- **What needs to be done**:
In the listing that follows, the lines starting at the one containing "self.0.to_bytes()" and ending at the one containing "use std::collections::VecDeque;" are to be returned exactly, both boundary lines included, and no others.

- **Recorded information**:
_ _ _ _ _ _ _
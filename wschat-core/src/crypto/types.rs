use std::fmt;

use base64::{engine::general_purpose::STANDARD, Engine};
use rand::rngs::OsRng;
use x25519_dalek::{PublicKey as X25519Public, StaticSecret};
use zeroize::{Zeroize, ZeroizeOnDrop};

use crate::error::{Error, Result};

/// Length in bytes of both halves of an X25519 key pair.
pub const KEY_LENGTH: usize = 32;

/// A validated X25519 public key.
#[derive(Clone, Copy, PartialEq, Eq, Hash)]
pub struct PublicKey(X25519Public);

impl PublicKey {
    /// Parse raw key bytes, rejecting anything that is not 32 bytes or is a
    /// low-order point (those collapse every shared secret to zero).
    pub fn from_bytes(bytes: &[u8]) -> Result<Self> {
        let raw: [u8; KEY_LENGTH] = bytes.try_into().map_err(|_| Error::InvalidPublicKey)?;
        let key = X25519Public::from(raw);

        let probe = StaticSecret::random_from_rng(OsRng);
        if !probe.diffie_hellman(&key).was_contributory() {
            return Err(Error::InvalidPublicKey);
        }
        Ok(Self(key))
    }

    pub fn from_base64(encoded: &str) -> Result<Self> {
        let bytes = STANDARD
            .decode(encoded.trim())
            .map_err(|_| Error::InvalidPublicKey)?;
        Self::from_bytes(&bytes)
    }

    pub fn as_bytes(&self) -> &[u8; KEY_LENGTH] {
        self.0.as_bytes()
    }

    pub fn to_base64(&self) -> String {
        STANDARD.encode(self.as_bytes())
    }

    pub(crate) fn inner(&self) -> &X25519Public {
        &self.0
    }
}

impl fmt::Debug for PublicKey {
    fn fmt(&self, f: &mut fmt::Formatter<'_>) -> fmt::Result {
        write!(f, "PublicKey({})", hex::encode(self.as_bytes()))
    }
}

/// An X25519 private key. The secret is zeroed when dropped.
#[derive(Clone)]
pub struct PrivateKey(StaticSecret);

impl PrivateKey {
    pub fn generate() -> Self {
        Self(StaticSecret::random_from_rng(OsRng))
    }

    pub fn from_bytes(bytes: &[u8]) -> Result<Self> {
        let mut raw: [u8; KEY_LENGTH] = bytes
            .try_into()
            .map_err(|_| Error::InvalidKeystore("private key must be 32 bytes".to_string()))?;
        let secret = StaticSecret::from(raw);
        raw.zeroize();
        Ok(Self(secret))
    }

    pub fn to_bytes(&self) -> [u8; KEY_LENGTH] {
        self.0.to_bytes()
    }

    pub fn public_key(&self) -> PublicKey {
        PublicKey(X25519Public::from(&self.0))
    }

    pub(crate) fn secret(&self) -> &StaticSecret {
        &self.0
    }
}

impl PartialEq for PrivateKey {
    fn eq(&self, other: &Self) -> bool {
        self.0.as_bytes() == other.0.as_bytes()
    }
}

impl Eq for PrivateKey {}

impl fmt::Debug for PrivateKey {
    fn fmt(&self, f: &mut fmt::Formatter<'_>) -> fmt::Result {
        f.write_str("PrivateKey(..)")
    }
}

/// An endpoint's identity key pair.
#[derive(Debug, Clone, PartialEq, Eq)]
pub struct KeyPair {
    pub private_key: PrivateKey,
    pub public_key: PublicKey,
}

impl KeyPair {
    pub fn generate() -> Self {
        let private_key = PrivateKey::generate();
        let public_key = private_key.public_key();
        Self {
            private_key,
            public_key,
        }
    }
}

/// Keystore password. The buffer is wiped on drop, so callers should let it
/// go out of scope as soon as the keystore is opened or sealed.
#[derive(Zeroize, ZeroizeOnDrop)]
pub struct Password(String);

impl Password {
    pub fn as_bytes(&self) -> &[u8] {
        self.0.as_bytes()
    }
}

impl From<String> for Password {
    fn from(value: String) -> Self {
        Self(value)
    }
}

impl From<&str> for Password {
    fn from(value: &str) -> Self {
        Self(value.to_string())
    }
}

impl fmt::Debug for Password {
    fn fmt(&self, f: &mut fmt::Formatter<'_>) -> fmt::Result {
        f.write_str("Password(..)")
    }
}
//! Core of the wschat end-to-end encrypted relay chat.
//!
//! The relay only ever sees [`Envelope`]s: a target id, a sender id, a
//! timestamp and ciphertext produced by [`crypto::encrypt_for`]. Identities
//! live in a password-sealed keystore on each endpoint.

pub mod client;
pub mod config;
pub mod crypto;
pub mod envelope;
pub mod error;
pub mod identity;
pub mod retry;
pub mod session;

mod b64;

pub use client::{ConnectionState, RelayClient};
pub use config::ClientConfig;
pub use envelope::{Envelope, Handshake};
pub use error::{Error, Result};
pub use identity::{Contact, Identity, KeyShare, ID_LENGTH};
pub use retry::RetryPolicy;
pub use session::{ChatSession, ReceivedMessage, ViewState};
use std::collections::VecDeque;
use std::sync::atomic::{AtomicU64, Ordering};

use dashmap::DashMap;
use tokio::sync::mpsc;
use tracing::{debug, info, warn};
use wschat_core::Envelope;

/// Maximum pending messages per id before the oldest are dropped
pub const DEFAULT_MAX_PENDING: usize = 1000;

pub type ConnectionId = u64;

/// The registry's end of one live connection. Envelopes pushed here are
/// written to the socket by that connection's task.
///
/// Deliberately not `Clone`: once the registry drops a handle, the
/// connection's receiver drains and then reports closed.
#[derive(Debug)]
pub struct ConnectionHandle {
    id: ConnectionId,
    tx: mpsc::UnboundedSender<Envelope>,
}

impl ConnectionHandle {
    pub fn id(&self) -> ConnectionId {
        self.id
    }
}

#[derive(Debug, Clone, Copy, PartialEq, Eq)]
pub enum RouteOutcome {
    Delivered,
    Queued,
}

/// Live connection and backlog for one id, guarded together by the map shard.
#[derive(Debug, Default)]
struct Slot {
    live: Option<ConnectionHandle>,
    pending: VecDeque<Envelope>,
}

impl Slot {
    fn is_vacant(&self) -> bool {
        self.live.is_none() && self.pending.is_empty()
    }

    fn enforce_cap(&mut self, id: &str, max_pending: usize) {
        while self.pending.len() > max_pending {
            self.pending.pop_front();
            info!(user = %id, "Queue limit reached, dropped oldest message");
        }
    }
}

/// Server state: id -> live connection, id -> pending envelopes.
///
/// Each id's connection and queue sit in one map entry, so `register`,
/// `deregister`, `route` and `requeue` on the same id serialize on that
/// entry's shard lock while unrelated ids proceed in parallel.
pub struct RelayRegistry {
    slots: DashMap<String, Slot>,
    max_pending: usize,
    next_connection: AtomicU64,
}

impl RelayRegistry {
    pub fn new() -> Self {
        Self::with_max_pending(DEFAULT_MAX_PENDING)
    }

    pub fn with_max_pending(max_pending: usize) -> Self {
        Self {
            slots: DashMap::new(),
            max_pending: max_pending.max(1),
            next_connection: AtomicU64::new(1),
        }
    }

    /// Create the channel pair for a newly accepted connection.
    pub fn open_connection(&self) -> (ConnectionHandle, mpsc::UnboundedReceiver<Envelope>) {
        let (tx, rx) = mpsc::unbounded_channel();
        let id = self.next_connection.fetch_add(1, Ordering::Relaxed);
        (ConnectionHandle { id, tx }, rx)
    }

    /// Make `handle` the live connection for `id`, superseding any earlier
    /// one, and hand back everything queued for `id` in arrival order.
    ///
    /// The caller must write the returned envelopes before anything it
    /// receives on the handle's channel.
    pub fn register(&self, id: &str, handle: ConnectionHandle) -> Vec<Envelope> {
        let mut slot = self.slots.entry(id.to_string()).or_default();
        let connection = handle.id;
        if let Some(previous) = slot.live.replace(handle) {
            info!(
                user = %id,
                previous = previous.id,
                current = connection,
                "Superseding earlier connection"
            );
        }
        slot.pending.drain(..).collect()
    }

    /// Remove the live entry for `id` if it still belongs to `connection`.
    /// A stale handler racing a reconnect leaves the newer entry alone.
    pub fn deregister(&self, id: &str, connection: ConnectionId) -> bool {
        let removed = match self.slots.get_mut(id) {
            Some(mut slot) if slot.live.as_ref().is_some_and(|h| h.id == connection) => {
                slot.live = None;
                true
            }
            _ => false,
        };

        if removed {
            self.slots.remove_if(id, |_, slot| slot.is_vacant());
            debug!(user = %id, connection, "Deregistered");
        }
        removed
    }

    /// Deliver to the target's live connection, or queue for later.
    pub fn route(&self, envelope: Envelope) -> RouteOutcome {
        let target = envelope.target_id.clone();
        let mut slot = self.slots.entry(target.clone()).or_default();

        let envelope = match slot.live.as_ref() {
            Some(handle) => match handle.tx.send(envelope) {
                Ok(()) => return RouteOutcome::Delivered,
                Err(mpsc::error::SendError(envelope)) => {
                    warn!(user = %target, "Live connection is gone, queueing instead");
                    slot.live = None;
                    envelope
                }
            },
            None => envelope,
        };

        slot.pending.push_back(envelope);
        slot.enforce_cap(&target, self.max_pending);
        debug!(user = %target, pending = slot.pending.len(), "Queued message for offline user");
        RouteOutcome::Queued
    }

    /// Return envelopes a torn-down connection accepted but never wrote.
    ///
    /// They go to a newer live connection if one exists, otherwise back to
    /// the front of the queue ahead of anything that arrived since.
    pub fn requeue(&self, id: &str, envelopes: Vec<Envelope>) {
        if envelopes.is_empty() {
            return;
        }
        let mut slot = self.slots.entry(id.to_string()).or_default();
        self.requeue_locked(id, &mut slot, envelopes);
    }

    /// Deregister `connection` and requeue what it never wrote, under one
    /// entry lock so a reconnect cannot flush ahead of the leftovers.
    pub fn retire(&self, id: &str, connection: ConnectionId, undelivered: Vec<Envelope>) -> bool {
        let was_live = {
            let mut slot = self.slots.entry(id.to_string()).or_default();
            let was_live = slot.live.as_ref().is_some_and(|h| h.id == connection);
            if was_live {
                slot.live = None;
            }
            self.requeue_locked(id, &mut slot, undelivered);
            was_live
        };

        self.slots.remove_if(id, |_, slot| slot.is_vacant());
        if was_live {
            debug!(user = %id, connection, "Deregistered");
        }
        was_live
    }

    fn requeue_locked(&self, id: &str, slot: &mut Slot, envelopes: Vec<Envelope>) {
        if envelopes.is_empty() {
            return;
        }
        let count = envelopes.len();
        let mut undelivered: VecDeque<Envelope> = envelopes.into();

        if let Some(handle) = slot.live.as_ref() {
            while let Some(envelope) = undelivered.pop_front() {
                if let Err(mpsc::error::SendError(envelope)) = handle.tx.send(envelope) {
                    undelivered.push_front(envelope);
                    break;
                }
            }
        }
        if undelivered.is_empty() {
            debug!(user = %id, count, "Handed undelivered messages to newer connection");
            return;
        }
        if slot.live.as_ref().is_some_and(|h| h.tx.is_closed()) {
            slot.live = None;
        }

        while let Some(envelope) = undelivered.pop_back() {
            slot.pending.push_front(envelope);
        }
        slot.enforce_cap(id, self.max_pending);
        info!(user = %id, count, "Requeued undelivered messages");
    }

    pub fn is_online(&self, id: &str) -> bool {
        self.slots
            .get(id)
            .map(|slot| slot.live.is_some())
            .unwrap_or(false)
    }

    pub fn pending_count(&self, id: &str) -> usize {
        self.slots
            .get(id)
            .map(|slot| slot.pending.len())
            .unwrap_or(0)
    }

    pub fn online_count(&self) -> usize {
        self.slots.iter().filter(|slot| slot.live.is_some()).count()
    }

    pub fn max_pending(&self) -> usize {
        self.max_pending
    }
}

impl Default for RelayRegistry {
    fn default() -> Self {
        Self::new()
    }
}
_ _ _ _ _ _ _
- **Expected output**:
        self.0.to_bytes()
    }

    pub fn public_key(&self) -> PublicKey {
        PublicKey(X25519Public::from(&self.0))
    }

    pub(crate) fn secret(&self) -> &StaticSecret {
        &self.0
    }
}

impl PartialEq for PrivateKey {
    fn eq(&self, other: &Self) -> bool {
        self.0.as_bytes() == other.0.as_bytes()
    }
}

impl Eq for PrivateKey {}

impl fmt::Debug for PrivateKey {
    fn fmt(&self, f: &mut fmt::Formatter<'_>) -> fmt::Result {
        f.write_str("PrivateKey(..)")
    }
}

/// An endpoint's identity key pair.
#[derive(Debug, Clone, PartialEq, Eq)]
pub struct KeyPair {
    pub private_key: PrivateKey,
    pub public_key: PublicKey,
}

impl KeyPair {
    pub fn generate() -> Self {
        let private_key = PrivateKey::generate();
        let public_key = private_key.public_key();
        Self {
            private_key,
            public_key,
        }
    }
}

/// Keystore password. The buffer is wiped on drop, so callers should let it
/// go out of scope as soon as the keystore is opened or sealed.
#[derive(Zeroize, ZeroizeOnDrop)]
pub struct Password(String);

impl Password {
    pub fn as_bytes(&self) -> &[u8] {
        self.0.as_bytes()
    }
}

impl From<String> for Password {
    fn from(value: String) -> Self {
        Self(value)
    }
}

impl From<&str> for Password {
    fn from(value: &str) -> Self {
        Self(value.to_string())
    }
}

impl fmt::Debug for Password {
    fn fmt(&self, f: &mut fmt::Formatter<'_>) -> fmt::Result {
        f.write_str("Password(..)")
    }
}
//! Core of the wschat end-to-end encrypted relay chat.
//!
//! The relay only ever sees [`Envelope`]s: a target id, a sender id, a
//! timestamp and ciphertext produced by [`crypto::encrypt_for`]. Identities
//! live in a password-sealed keystore on each endpoint.

pub mod client;
pub mod config;
pub mod crypto;
pub mod envelope;
pub mod error;
pub mod identity;
pub mod retry;
pub mod session;

mod b64;

pub use client::{ConnectionState, RelayClient};
pub use config::ClientConfig;
pub use envelope::{Envelope, Handshake};
pub use error::{Error, Result};
pub use identity::{Contact, Identity, KeyShare, ID_LENGTH};
pub use retry::RetryPolicy;
pub use session::{ChatSession, ReceivedMessage, ViewState};
use std::collections::VecDeque;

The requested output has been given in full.